__PROBLEM__. One line at a time, check the entries below for the word "const", and copy each line that has it.

__Saved data entries__.
----

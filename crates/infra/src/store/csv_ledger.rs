use std::io::{BufReader, Read, Write};
use std::path::{Path, PathBuf};

use chrono::{NaiveDate, NaiveDateTime};

use stockbook_core::ProductCode;
use stockbook_sales::{Channel, Ledger, SaleEvent};

use super::file::{open_existing, replace_atomically};
use super::r#trait::{LedgerStore, StoreError};
use super::table::{HeaderIndex, cell, csv_error, encode_error, parse_count};

const TABLE: &str = "sales";

pub const LEDGER_COLUMNS: [&str; 4] = ["Fecha", "CODIGO", "Cantidad", "Canal"];

/// Timestamp format written to the `Fecha` column.
pub const TIMESTAMP_FORMAT: &str = "%Y-%m-%d %H:%M:%S%.f";

const ACCEPTED_TIMESTAMP_FORMATS: [&str; 4] = [
    TIMESTAMP_FORMAT,
    "%Y-%m-%dT%H:%M:%S%.f",
    "%Y-%m-%d %H:%M",
    "%d/%m/%Y %H:%M:%S",
];

/// Parse a `Fecha` cell. A bare date is read as midnight.
pub fn parse_timestamp(raw: &str) -> Option<NaiveDateTime> {
    ACCEPTED_TIMESTAMP_FORMATS
        .iter()
        .find_map(|fmt| NaiveDateTime::parse_from_str(raw, fmt).ok())
        .or_else(|| {
            NaiveDate::parse_from_str(raw, "%Y-%m-%d")
                .ok()
                .and_then(|d| d.and_hms_opt(0, 0, 0))
        })
}

/// Decode a sales ledger. A file with no header at all is an empty ledger.
pub fn read_ledger<R: Read>(reader: R) -> Result<Ledger, StoreError> {
    let mut rdr = csv::ReaderBuilder::new()
        .has_headers(true)
        .flexible(true)
        .from_reader(reader);

    let headers = rdr.headers().map_err(|e| csv_error(TABLE, e))?.clone();
    if headers.is_empty() {
        return Ok(Ledger::new());
    }
    let index = HeaderIndex::new(TABLE, &headers);
    let (ts_col, code_col, qty_col, channel_col) = (
        index.required("Fecha")?,
        index.required("CODIGO")?,
        index.required("Cantidad")?,
        index.required("Canal")?,
    );

    let mut ledger = Ledger::new();
    for result in rdr.records() {
        let record = result.map_err(|e| csv_error(TABLE, e))?;
        let line = record.position().map(|p| p.line()).unwrap_or(0);
        if record.iter().all(|f| f.trim().is_empty()) {
            continue;
        }

        let malformed = |reason: String| StoreError::Malformed {
            table: TABLE,
            line,
            reason,
        };

        let raw_ts = cell(&record, ts_col);
        let timestamp = parse_timestamp(raw_ts)
            .ok_or_else(|| malformed(format!("Fecha: {raw_ts:?} is not a date-time")))?;
        let code =
            ProductCode::new(cell(&record, code_col)).map_err(|e| malformed(e.to_string()))?;
        let quantity = parse_count(cell(&record, qty_col))
            .map_err(|r| malformed(format!("Cantidad: {r}")))?;
        let channel: Channel = cell(&record, channel_col)
            .parse()
            .map_err(|e: stockbook_core::DomainError| malformed(e.to_string()))?;

        let event = SaleEvent::new(timestamp, code, quantity, channel)
            .map_err(|e| malformed(e.to_string()))?;
        ledger.append(event).map_err(|e| malformed(e.to_string()))?;
    }

    Ok(ledger)
}

/// Encode a sales ledger in recording order.
pub fn write_ledger<W: Write>(writer: W, ledger: &Ledger) -> Result<(), StoreError> {
    let mut wtr = csv::Writer::from_writer(writer);
    wtr.write_record(LEDGER_COLUMNS)
        .map_err(|e| encode_error(TABLE, e))?;

    for sale in ledger.iter() {
        let timestamp = sale.timestamp.format(TIMESTAMP_FORMAT).to_string();
        let quantity = sale.quantity.to_string();
        wtr.write_record([
            timestamp.as_str(),
            sale.product_code.as_str(),
            quantity.as_str(),
            sale.channel.as_str(),
        ])
        .map_err(|e| encode_error(TABLE, e))?;
    }

    wtr.flush().map_err(|e| encode_error(TABLE, e))
}

/// Sales ledger persisted as a CSV file.
#[derive(Debug, Clone)]
pub struct CsvLedgerStore {
    path: PathBuf,
}

impl CsvLedgerStore {
    pub fn new(path: impl Into<PathBuf>) -> Self {
        Self { path: path.into() }
    }

    pub fn path(&self) -> &Path {
        &self.path
    }
}

impl LedgerStore for CsvLedgerStore {
    fn load(&self) -> Result<Ledger, StoreError> {
        let file = open_existing(&self.path)?;
        let ledger = read_ledger(BufReader::new(file))?;
        tracing::debug!(path = %self.path.display(), sales = ledger.len(), "ledger loaded");
        Ok(ledger)
    }

    fn save(&self, ledger: &Ledger) -> Result<(), StoreError> {
        let mut buf = Vec::new();
        write_ledger(&mut buf, ledger)?;
        replace_atomically(&self.path, &buf)?;
        tracing::debug!(path = %self.path.display(), sales = ledger.len(), "ledger saved");
        Ok(())
    }
}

----

__SOLUTION FOR THIS TASK__.
const TABLE: &str = "sales";
pub const LEDGER_COLUMNS: [&str; 4] = ["Fecha", "CODIGO", "Cantidad", "Canal"];
pub const TIMESTAMP_FORMAT: &str = "%Y-%m-%d %H:%M:%S%.f";
const ACCEPTED_TIMESTAMP_FORMATS: [&str; 4] = [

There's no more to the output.